# Work task:
Your answer is the lines from the one that has "by event tag" through the last line of the records below, retyped exactly and alone.

Collected data
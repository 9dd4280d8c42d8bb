use lazy_static::lazy_static;
use prometheus::{register_int_counter_vec, Encoder, IntCounterVec, TextEncoder};

lazy_static! {
    /// Deliveries that passed signature verification, by event tag
    pub static ref EVENTS_RECEIVED: IntCounterVec = register_int_counter_vec!(
        "hw_webhook_events_total",
        "Webhook deliveries accepted for dispatch",
        &["event"]
    )
    .expect("Failed to register events received metric");

    /// Deliveries answered with an error, by reason
    pub static ref EVENTS_REJECTED: IntCounterVec = register_int_counter_vec!(
        "hw_webhook_rejected_total",
        "Webhook deliveries rejected or failed",
        &["reason"]
    )
    .expect("Failed to register events rejected metric");

    /// Corrective rename calls against the GitHub API
    pub static ref RENAME_ATTEMPTS: IntCounterVec = register_int_counter_vec!(
        "hw_rename_attempts_total",
        "Repository rename API attempts",
        &["outcome"]
    )
    .expect("Failed to register rename attempts metric");

    pub static ref NOTIFICATIONS: IntCounterVec = register_int_counter_vec!(
        "hw_notifications_total",
        "Notifications per channel and outcome",
        &["channel", "outcome"]
    )
    .expect("Failed to register notifications metric");
}

/// Render the default registry in the Prometheus text format
pub fn render() -> eyre::Result<String> {
    let mut buffer = Vec::new();
    TextEncoder::new().encode(&prometheus::gather(), &mut buffer)?;
    Ok(String::from_utf8(buffer)?)
}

# Written solution:
    /// Deliveries that passed signature verification, by event tag
    pub static ref EVENTS_RECEIVED: IntCounterVec = register_int_counter_vec!(
        "hw_webhook_events_total",
        "Webhook deliveries accepted for dispatch",
        &["event"]
    )
    .expect("Failed to register events received metric");

    /// Deliveries answered with an error, by reason
    pub static ref EVENTS_REJECTED: IntCounterVec = register_int_counter_vec!(
        "hw_webhook_rejected_total",
        "Webhook deliveries rejected or failed",
        &["reason"]
    )
    .expect("Failed to register events rejected metric");

    /// Corrective rename calls against the GitHub API
    pub static ref RENAME_ATTEMPTS: IntCounterVec = register_int_counter_vec!(
        "hw_rename_attempts_total",
        "Repository rename API attempts",
        &["outcome"]
    )
    .expect("Failed to register rename attempts metric");

    pub static ref NOTIFICATIONS: IntCounterVec = register_int_counter_vec!(
        "hw_notifications_total",
        "Notifications per channel and outcome",
        &["channel", "outcome"]
    )
    .expect("Failed to register notifications metric");
}

/// Render the default registry in the Prometheus text format
pub fn render() -> eyre::Result<String> {
    let mut buffer = Vec::new();
    TextEncoder::new().encode(&prometheus::gather(), &mut buffer)?;
    Ok(String::from_utf8(buffer)?)
}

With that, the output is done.